DATA LISTING

──────────────────────────────

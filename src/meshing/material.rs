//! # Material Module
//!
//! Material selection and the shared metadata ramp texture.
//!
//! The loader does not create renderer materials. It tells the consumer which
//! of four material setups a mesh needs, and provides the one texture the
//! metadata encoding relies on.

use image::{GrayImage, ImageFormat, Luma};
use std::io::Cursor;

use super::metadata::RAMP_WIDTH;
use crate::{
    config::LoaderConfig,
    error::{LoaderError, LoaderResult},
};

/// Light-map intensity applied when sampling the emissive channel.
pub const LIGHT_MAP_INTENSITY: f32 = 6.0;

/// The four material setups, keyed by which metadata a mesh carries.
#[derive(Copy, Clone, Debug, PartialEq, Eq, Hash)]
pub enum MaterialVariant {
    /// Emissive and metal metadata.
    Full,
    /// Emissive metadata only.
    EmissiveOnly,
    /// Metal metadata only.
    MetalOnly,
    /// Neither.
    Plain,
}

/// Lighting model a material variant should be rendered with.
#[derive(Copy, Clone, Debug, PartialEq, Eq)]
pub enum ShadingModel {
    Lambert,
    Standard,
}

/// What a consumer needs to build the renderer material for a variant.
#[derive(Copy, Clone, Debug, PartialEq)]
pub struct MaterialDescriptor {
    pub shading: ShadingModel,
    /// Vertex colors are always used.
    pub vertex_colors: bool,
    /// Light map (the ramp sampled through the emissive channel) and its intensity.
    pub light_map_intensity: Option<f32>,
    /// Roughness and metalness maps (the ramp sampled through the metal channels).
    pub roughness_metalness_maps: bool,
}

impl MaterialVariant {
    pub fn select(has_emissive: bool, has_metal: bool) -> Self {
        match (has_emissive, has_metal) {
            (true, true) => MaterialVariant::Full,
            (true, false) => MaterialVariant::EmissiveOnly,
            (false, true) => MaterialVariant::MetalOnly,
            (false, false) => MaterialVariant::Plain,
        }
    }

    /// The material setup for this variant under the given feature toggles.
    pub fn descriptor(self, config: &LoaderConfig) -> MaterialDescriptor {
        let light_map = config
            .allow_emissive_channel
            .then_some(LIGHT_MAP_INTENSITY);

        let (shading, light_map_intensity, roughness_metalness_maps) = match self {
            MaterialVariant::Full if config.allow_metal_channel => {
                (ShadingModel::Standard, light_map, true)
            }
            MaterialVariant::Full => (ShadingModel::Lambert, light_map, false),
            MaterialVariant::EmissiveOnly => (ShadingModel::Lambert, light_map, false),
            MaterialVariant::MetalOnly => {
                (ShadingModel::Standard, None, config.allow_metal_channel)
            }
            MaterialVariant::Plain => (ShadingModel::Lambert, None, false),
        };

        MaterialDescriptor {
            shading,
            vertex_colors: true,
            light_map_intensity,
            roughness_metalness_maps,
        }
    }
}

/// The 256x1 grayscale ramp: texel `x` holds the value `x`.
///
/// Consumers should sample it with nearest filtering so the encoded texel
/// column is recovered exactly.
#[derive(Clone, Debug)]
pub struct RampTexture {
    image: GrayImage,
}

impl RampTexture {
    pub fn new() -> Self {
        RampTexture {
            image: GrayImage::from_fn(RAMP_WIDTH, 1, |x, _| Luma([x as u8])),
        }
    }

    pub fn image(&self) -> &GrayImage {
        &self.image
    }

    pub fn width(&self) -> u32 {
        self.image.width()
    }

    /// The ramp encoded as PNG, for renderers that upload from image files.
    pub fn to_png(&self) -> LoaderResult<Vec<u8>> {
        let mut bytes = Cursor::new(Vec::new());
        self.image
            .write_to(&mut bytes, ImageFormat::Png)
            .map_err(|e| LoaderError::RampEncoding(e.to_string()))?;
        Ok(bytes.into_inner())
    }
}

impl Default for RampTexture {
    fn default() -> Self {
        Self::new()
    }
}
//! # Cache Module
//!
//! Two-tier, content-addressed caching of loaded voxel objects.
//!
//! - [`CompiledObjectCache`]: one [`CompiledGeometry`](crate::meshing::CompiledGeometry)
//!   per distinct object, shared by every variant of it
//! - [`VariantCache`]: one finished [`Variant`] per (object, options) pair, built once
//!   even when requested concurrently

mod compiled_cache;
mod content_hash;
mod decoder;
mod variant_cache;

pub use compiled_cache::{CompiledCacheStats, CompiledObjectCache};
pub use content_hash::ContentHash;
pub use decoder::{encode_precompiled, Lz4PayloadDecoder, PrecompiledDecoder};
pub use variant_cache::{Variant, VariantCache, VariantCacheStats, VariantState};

──────────────────────────────

TASK TO CARRY OUT
Search the data above for the word "MaterialDescriptor", then gather each line in which it appears.

SOLUTION TO THIS PROBLEM
pub struct MaterialDescriptor {
    pub fn descriptor(self, config: &LoaderConfig) -> MaterialDescriptor {
        MaterialDescriptor {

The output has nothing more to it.